▸ GIVEN DATA:
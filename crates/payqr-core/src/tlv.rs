//! Tag-Length-Value framing for EMVCo payloads
//!
//! Each group is a 2-digit tag, a 2-digit zero-padded length and the value.
//! Lengths count characters, so a value may hold at most 99 of them.

use thiserror::Error;

/// Largest value a 2-digit length field can describe.
pub const MAX_VALUE_LEN: usize = 99;

/// TLV framing errors
#[derive(Error, Debug, Clone, PartialEq)]
pub enum TlvError {
    #[error("Invalid tag {0:?}: expected two ASCII digits")]
    InvalidTag(String),

    #[error("Value for tag {tag} is {len} characters long (max 99)")]
    ValueTooLong { tag: String, len: usize },

    #[error("Truncated TLV group at offset {offset}")]
    Truncated { offset: usize },

    #[error("Invalid length field at offset {offset}")]
    InvalidLength { offset: usize },
}

/// Builder that frames values into a TLV string.
#[derive(Debug, Default, Clone)]
pub struct TlvWriter {
    buf: String,
}

impl TlvWriter {
    pub fn new() -> Self {
        Self::default()
    }

    /// Appends `{tag}{len:02}{value}`.
    pub fn append_field(&mut self, tag: &str, value: &str) -> Result<&mut Self, TlvError> {
        if tag.len() != 2 || !tag.bytes().all(|b| b.is_ascii_digit()) {
            return Err(TlvError::InvalidTag(tag.to_string()));
        }

        let len = value.chars().count();
        if len > MAX_VALUE_LEN {
            return Err(TlvError::ValueTooLong { tag: tag.to_string(), len });
        }

        self.buf.push_str(tag);
        self.buf.push_str(&format!("{:02}", len));
        self.buf.push_str(value);
        Ok(self)
    }

    /// Appends a nested TLV structure as the value of `tag`.
    pub fn append_nested(&mut self, tag: &str, inner: &TlvWriter) -> Result<&mut Self, TlvError> {
        self.append_field(tag, inner.as_str())
    }

    /// Appends text without framing (e.g. the `6304` CRC header).
    pub fn append_raw(&mut self, text: &str) -> &mut Self {
        self.buf.push_str(text);
        self
    }

    pub fn as_str(&self) -> &str {
        &self.buf
    }

    pub fn is_empty(&self) -> bool {
        self.buf.is_empty()
    }

    pub fn finish(self) -> String {
        self.buf
    }
}

/// A single TLV group borrowed from the source text.
#[derive(Debug, Clone, Copy, PartialEq, Eq)]
pub struct TlvField<'a> {
    pub tag: &'a str,
    pub value: &'a str,
}

/// Iterator over the TLV groups of a string.
///
/// Stops after the first error; trailing bytes that do not form a complete
/// group are reported as [`TlvError::Truncated`].
pub struct TlvReader<'a> {
    text: &'a str,
    pos: usize,
    failed: bool,
}

impl<'a> TlvReader<'a> {
    pub fn new(text: &'a str) -> Self {
        Self { text, pos: 0, failed: false }
    }

    /// Collects every group, failing on the first framing error.
    pub fn read_all(text: &'a str) -> Result<Vec<TlvField<'a>>, TlvError> {
        TlvReader::new(text).collect()
    }

    fn next_field(&mut self) -> Result<TlvField<'a>, TlvError> {
        let offset = self.pos;
        let rest = &self.text[offset..];

        let (tag, rest) = split_chars(rest, 2).ok_or(TlvError::Truncated { offset })?;
        if !tag.bytes().all(|b| b.is_ascii_digit()) {
            return Err(TlvError::InvalidTag(tag.to_string()));
        }

        let (len_str, rest) = split_chars(rest, 2).ok_or(TlvError::Truncated { offset })?;
        if !len_str.bytes().all(|b| b.is_ascii_digit()) {
            return Err(TlvError::InvalidLength { offset });
        }
        let value_len: usize = len_str
            .parse()
            .map_err(|_| TlvError::InvalidLength { offset })?;

        let (value, rest) = split_chars(rest, value_len).ok_or(TlvError::Truncated { offset })?;

        self.pos = self.text.len() - rest.len();
        Ok(TlvField { tag, value })
    }
}

impl<'a> Iterator for TlvReader<'a> {
    type Item = Result<TlvField<'a>, TlvError>;

    fn next(&mut self) -> Option<Self::Item> {
        if self.failed || self.pos >= self.text.len() {
            return None;
        }
        let field = self.next_field();
        if field.is_err() {
            self.failed = true;
        }
        Some(field)
    }
}

/// Splits off the first `n` characters, or `None` if there are fewer.
fn split_chars(s: &str, n: usize) -> Option<(&str, &str)> {
    if n == 0 {
        return Some(("", s));
    }
    match s.char_indices().nth(n) {
        Some((idx, _)) => Some(s.split_at(idx)),
        None if s.chars().count() == n => Some((s, "")),
        None => None,
    }
}
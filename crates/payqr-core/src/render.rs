//! QR symbol rendering
//!
//! Turns a payload string into a scannable image delivered as a data URL.

use std::io::Cursor;

use base64::engine::general_purpose::STANDARD;
use base64::Engine;
use image::{GrayImage, Luma};
use qrcode::{EcLevel, QrCode};
use serde::{Deserialize, Serialize};

use crate::PaymentError;

/// Largest raster side accepted from `margin` and `scale`.
pub const MAX_IMAGE_SIDE: u32 = 8192;

/// Error correction level
#[derive(Debug, Clone, Copy, Serialize, Deserialize, PartialEq, Eq)]
pub enum ErrorCorrectionLevel {
    L, // ~7%
    M, // ~15%
    Q, // ~25%
    H, // ~30%
}

impl From<ErrorCorrectionLevel> for EcLevel {
    fn from(level: ErrorCorrectionLevel) -> Self {
        match level {
            ErrorCorrectionLevel::L => EcLevel::L,
            ErrorCorrectionLevel::M => EcLevel::M,
            ErrorCorrectionLevel::Q => EcLevel::Q,
            ErrorCorrectionLevel::H => EcLevel::H,
        }
    }
}

#[derive(Debug, Clone, Copy, Serialize, Deserialize, PartialEq, Eq)]
#[serde(rename_all = "lowercase")]
pub enum QrImageFormat {
    Png,
    Svg,
}

/// Rendering options
#[derive(Debug, Clone, Serialize, Deserialize)]
#[serde(default)]
pub struct RenderConfig {
    pub error_correction: ErrorCorrectionLevel,
    /// Quiet zone around the symbol, in modules
    pub margin: u32,
    /// Pixels per module
    pub scale: u32,
    pub format: QrImageFormat,
}

impl Default for RenderConfig {
    fn default() -> Self {
        Self {
            error_correction: ErrorCorrectionLevel::M,
            margin: 2,
            scale: 6,
            format: QrImageFormat::Png,
        }
    }
}

/// Rendered symbol
#[derive(Debug, Clone, Serialize, Deserialize)]
pub struct RenderedQr {
    pub format: QrImageFormat,
    /// `data:image/...;base64,...`
    pub data_url: String,
}

/// Something that can turn a payload into a scannable image.
pub trait QrSymbolWriter: Send + Sync {
    fn write(&self, payload: &str) -> Result<RenderedQr, PaymentError>;
}

/// Writer backed by the `qrcode` crate
#[derive(Debug, Clone, Default)]
pub struct QrCodeWriter {
    config: RenderConfig,
}

impl QrSymbolWriter for QrCodeWriter {
    fn write(&self, payload: &str) -> Result<RenderedQr, PaymentError> {
        let code = self.encode(payload)?;
        let (mime, bytes) = match self.config.format {
            QrImageFormat::Png => ("image/png", self.to_png(&code)?),
            QrImageFormat::Svg => ("image/svg+xml", self.to_svg(&code).into_bytes()),
        };

        Ok(RenderedQr {
            format: self.config.format,
            data_url: format!("data:{};base64,{}", mime, STANDARD.encode(bytes)),
        })
    }
}

impl QrCodeWriter {
    pub fn new(config: RenderConfig) -> Self {
        Self { config }
    }

    fn encode(&self, payload: &str) -> Result<QrCode, PaymentError> {
        QrCode::with_error_correction_level(payload.as_bytes(), self.config.error_correction.into())
            .map_err(|e| PaymentError::Render(format!("QR encoding failed: {}", e)))
    }

    /// Renders the symbol module by module into a grayscale bitmap.
    pub fn to_image(&self, payload: &str) -> Result<GrayImage, PaymentError> {
        self.rasterize(&self.encode(payload)?)
    }

    fn rasterize(&self, code: &QrCode) -> Result<GrayImage, PaymentError> {
        let scale = self.config.scale.max(1);
        let margin = self.config.margin;
        let width = code.width() as u32;
        let side = margin
            .checked_mul(2)
            .and_then(|m| m.checked_add(width))
            .and_then(|modules| modules.checked_mul(scale))
            .filter(|&side| side <= MAX_IMAGE_SIDE)
            .ok_or_else(|| {
                PaymentError::Render(format!(
                    "image for margin {} and scale {} exceeds {} px",
                    margin, scale, MAX_IMAGE_SIDE
                ))
            })?;

        let mut img = GrayImage::from_pixel(side, side, Luma([255]));
        for y in 0..width {
            for x in 0..width {
                if code[(x as usize, y as usize)] != qrcode::Color::Dark {
                    continue;
                }
                let px = (margin + x) * scale;
                let py = (margin + y) * scale;
                for dy in 0..scale {
                    for dx in 0..scale {
                        img.put_pixel(px + dx, py + dy, Luma([0]));
                    }
                }
            }
        }
        Ok(img)
    }

    fn to_png(&self, code: &QrCode) -> Result<Vec<u8>, PaymentError> {
        let img = self.rasterize(code)?;
        let mut bytes = Vec::new();
        image::DynamicImage::ImageLuma8(img)
            .write_to(&mut Cursor::new(&mut bytes), image::ImageFormat::Png)
            .map_err(|e| PaymentError::Render(format!("PNG encoding failed: {}", e)))?;
        Ok(bytes)
    }

    fn to_svg(&self, code: &QrCode) -> String {
        let scale = self.config.scale.max(1);
        code.render::<qrcode::render::svg::Color<'_>>()
            .quiet_zone(self.config.margin > 0)
            .module_dimensions(scale, scale)
            .build()
    }
}
//! Payment QR service
//!
//! Ties the payload builder to the symbol writer for generation, and the
//! image source + symbol reader to the text parser for decoding.

use std::path::Path;

use image::GrayImage;
use serde::{Deserialize, Serialize};

use crate::builder::{build_payload, reference};
use crate::config::PaymentQrConfig;
use crate::decoding::{QrSymbolReader, ReaderConfig, SymbolReader};
use crate::intent::payment_intent_uri;
use crate::parser::{parse_decoded_text, DecodedQr};
use crate::render::{QrCodeWriter, QrSymbolWriter, RenderConfig};
use crate::source::{load_image, FetchConfig, ImageFetcher, ImageSource, NoFetcher};
use crate::PaymentError;

/// Aggregated settings for the service
#[derive(Debug, Clone, Default, Serialize, Deserialize)]
#[serde(default)]
pub struct ServiceConfig {
    pub render: RenderConfig,
    pub reader: ReaderConfig,
    pub fetch: FetchConfig,
}

impl ServiceConfig {
    pub fn from_json(json: &str) -> Result<Self, PaymentError> {
        serde_json::from_str(json)
            .map_err(|e| PaymentError::Validation(format!("Invalid service config: {}", e)))
    }
}

/// Result of QR generation
#[derive(Debug, Clone, Serialize, Deserialize)]
pub struct GeneratedQr {
    /// Image as a data URL
    pub qr: String,
    /// Fallback deep link
    pub intent: String,
    /// EMVCo payload encoded in the image
    pub payload: String,
}

pub struct PaymentQrService {
    writer: Box<dyn QrSymbolWriter>,
    reader: Box<dyn QrSymbolReader>,
    fetcher: Box<dyn ImageFetcher>,
}

impl Default for PaymentQrService {
    fn default() -> Self {
        Self::new()
    }
}

impl PaymentQrService {
    /// Service with default rendering/reading and no URL fetching.
    pub fn new() -> Self {
        Self {
            writer: Box::new(QrCodeWriter::default()),
            reader: Box::new(SymbolReader::default()),
            fetcher: Box::new(NoFetcher),
        }
    }

    /// Service built from configuration. With the `fetch` feature an HTTP
    /// fetcher honouring `config.fetch` is installed.
    pub fn with_config(config: ServiceConfig) -> Result<Self, PaymentError> {
        #[cfg(feature = "fetch")]
        let fetcher: Box<dyn ImageFetcher> = Box::new(crate::source::HttpFetcher::new(&config.fetch)?);
        #[cfg(not(feature = "fetch"))]
        let fetcher: Box<dyn ImageFetcher> = Box::new(NoFetcher);

        Ok(Self {
            writer: Box::new(QrCodeWriter::new(config.render)),
            reader: Box::new(SymbolReader::new(config.reader)),
            fetcher,
        })
    }

    pub fn with_writer(mut self, writer: impl QrSymbolWriter + 'static) -> Self {
        self.writer = Box::new(writer);
        self
    }

    pub fn with_reader(mut self, reader: impl QrSymbolReader + 'static) -> Self {
        self.reader = Box::new(reader);
        self
    }

    pub fn with_fetcher(mut self, fetcher: impl ImageFetcher + 'static) -> Self {
        self.fetcher = Box::new(fetcher);
        self
    }

    /// Builds the payload, renders it and composes the intent link.
    pub fn generate_qr_code(
        &self,
        config: &PaymentQrConfig,
        ref_id: Option<&str>,
    ) -> Result<GeneratedQr, PaymentError> {
        let payload = build_payload(config, ref_id)?;
        let rendered = self.writer.write(&payload)?;
        let intent = payment_intent_uri(config, reference(config.details(), ref_id));

        log::info!("Generated {} QR for payee {}", config.scheme(), config.details().payee_id);

        Ok(GeneratedQr {
            qr: rendered.data_url,
            intent,
            payload,
        })
    }

    /// Loads the image, reads the symbol and interprets its text.
    pub fn decode_qr(&self, source: &ImageSource) -> Result<DecodedQr, PaymentError> {
        let img = load_image(source, self.fetcher.as_ref())?;
        self.decode_qr_from_image(&img)
    }

    /// Reads an already-loaded bitmap (e.g. canvas pixels).
    pub fn decode_qr_from_image(&self, img: &GrayImage) -> Result<DecodedQr, PaymentError> {
        let text = self.reader.read(img)?;
        log::info!("Decoded QR text ({} chars)", text.chars().count());
        Ok(parse_decoded_text(&text))
    }

    pub fn decode_qr_from_file(&self, path: impl AsRef<Path>) -> Result<DecodedQr, PaymentError> {
        self.decode_qr(&ImageSource::Path(path.as_ref().to_path_buf()))
    }

    pub fn decode_qr_from_bytes(&self, bytes: &[u8]) -> Result<DecodedQr, PaymentError> {
        self.decode_qr(&ImageSource::Bytes(bytes.to_vec()))
    }

    pub fn decode_qr_from_url(&self, url: &str) -> Result<DecodedQr, PaymentError> {
        if url.trim().is_empty() {
            return Err(PaymentError::Validation("imageUrl missing".into()));
        }
        self.decode_qr(&ImageSource::Url(url.to_string()))
    }
}

#[cfg(test)]
mod tests {
    use super::*;
    use crate::config::PaymentDetails;
    use crate::decoding::DecodeError;
    use crate::render::RenderedQr;

    struct FixedReader(&'static str);

    impl QrSymbolReader for FixedReader {
        fn read(&self, _img: &GrayImage) -> Result<String, DecodeError> {
            Ok(self.0.to_string())
        }
    }

    struct EchoWriter;

    impl QrSymbolWriter for EchoWriter {
        fn write(&self, payload: &str) -> Result<RenderedQr, PaymentError> {
            Ok(RenderedQr {
                format: crate::render::QrImageFormat::Png,
                data_url: payload.to_string(),
            })
        }
    }

    fn tiny_png() -> Vec<u8> {
        let mut bytes = Vec::new();
        image::DynamicImage::ImageLuma8(GrayImage::from_pixel(40, 40, image::Luma([255])))
            .write_to(&mut std::io::Cursor::new(&mut bytes), image::ImageFormat::Png)
            .unwrap();
        bytes
    }

    #[test]
    fn test_generate_uses_bill_number_for_intent() {
        let service = PaymentQrService::new().with_writer(EchoWriter);
        let config = PaymentQrConfig::upi(
            PaymentDetails::new("merchant@bank", "Test Shop", "12.50")
                .with_currency("INR")
                .with_bill_number("B-1"),
        );
        let generated = service.generate_qr_code(&config, None).unwrap();
        assert_eq!(generated.qr, generated.payload);
        assert!(generated.intent.contains("&tr=B-1"));
        assert!(generated.payload.contains("0103B-1"));
    }

    #[test]
    fn test_generate_propagates_validation() {
        let service = PaymentQrService::new();
        let config = PaymentQrConfig::upi(PaymentDetails::new("", "Shop", "1"));
        assert!(matches!(
            service.generate_qr_code(&config, None),
            Err(PaymentError::Validation(_))
        ));
    }

    #[test]
    fn test_decode_from_image_uses_configured_reader() {
        let service = PaymentQrService::new().with_reader(FixedReader("upi://pay?pa=x@y"));
        let img = GrayImage::from_pixel(10, 10, image::Luma([255]));
        let decoded = service.decode_qr_from_image(&img).unwrap();
        assert_eq!(decoded.param("pa"), Some("x@y"));
    }

    #[test]
    fn test_decode_pipeline_with_stub_reader() {
        let service = PaymentQrService::new().with_reader(FixedReader("upi://pay?pa=a@b&am=5"));
        let decoded = service.decode_qr_from_bytes(&tiny_png()).unwrap();
        assert_eq!(decoded.param("pa"), Some("a@b"));
        assert_eq!(decoded.param("am"), Some("5"));
    }

    #[test]
    fn test_decode_errors_are_wrapped() {
        let service = PaymentQrService::new();
        let err = service.decode_qr_from_bytes(b"garbage").unwrap_err();
        assert!(matches!(err, PaymentError::Decode(DecodeError::InvalidImage(_))));

        let err = service.decode_qr_from_bytes(&tiny_png()).unwrap_err();
        assert!(matches!(err, PaymentError::Decode(_)));
        assert!(err.to_string().starts_with("Error decoding QR"));
    }

    #[test]
    fn test_decode_from_url_requires_url() {
        let service = PaymentQrService::new();
        assert!(matches!(service.decode_qr_from_url(" "), Err(PaymentError::Validation(_))));
        assert!(matches!(
            service.decode_qr_from_url("https://example.com/qr.png"),
            Err(PaymentError::Decode(DecodeError::Fetch(_)))
        ));
    }

    #[test]
    fn test_service_config_from_json() {
        let config = ServiceConfig::from_json(r#"{"render": {"scale": 8, "format": "svg"}}"#).unwrap();
        assert_eq!(config.render.scale, 8);
        assert_eq!(config.render.margin, 2);
        assert!(config.reader.try_inverted);
        assert!(PaymentQrService::with_config(config).is_ok());
    }
}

▸ WHAT THE TASK ASKS: Could you return the lines in the entries above that contain "QrCodeWriter"?

▸ RESPONSE BOX:
pub struct QrCodeWriter {
impl QrSymbolWriter for QrCodeWriter {
impl QrCodeWriter {
use crate::render::{QrCodeWriter, QrSymbolWriter, RenderConfig};
            writer: Box::new(QrCodeWriter::default()),
            writer: Box::new(QrCodeWriter::new(config.render)),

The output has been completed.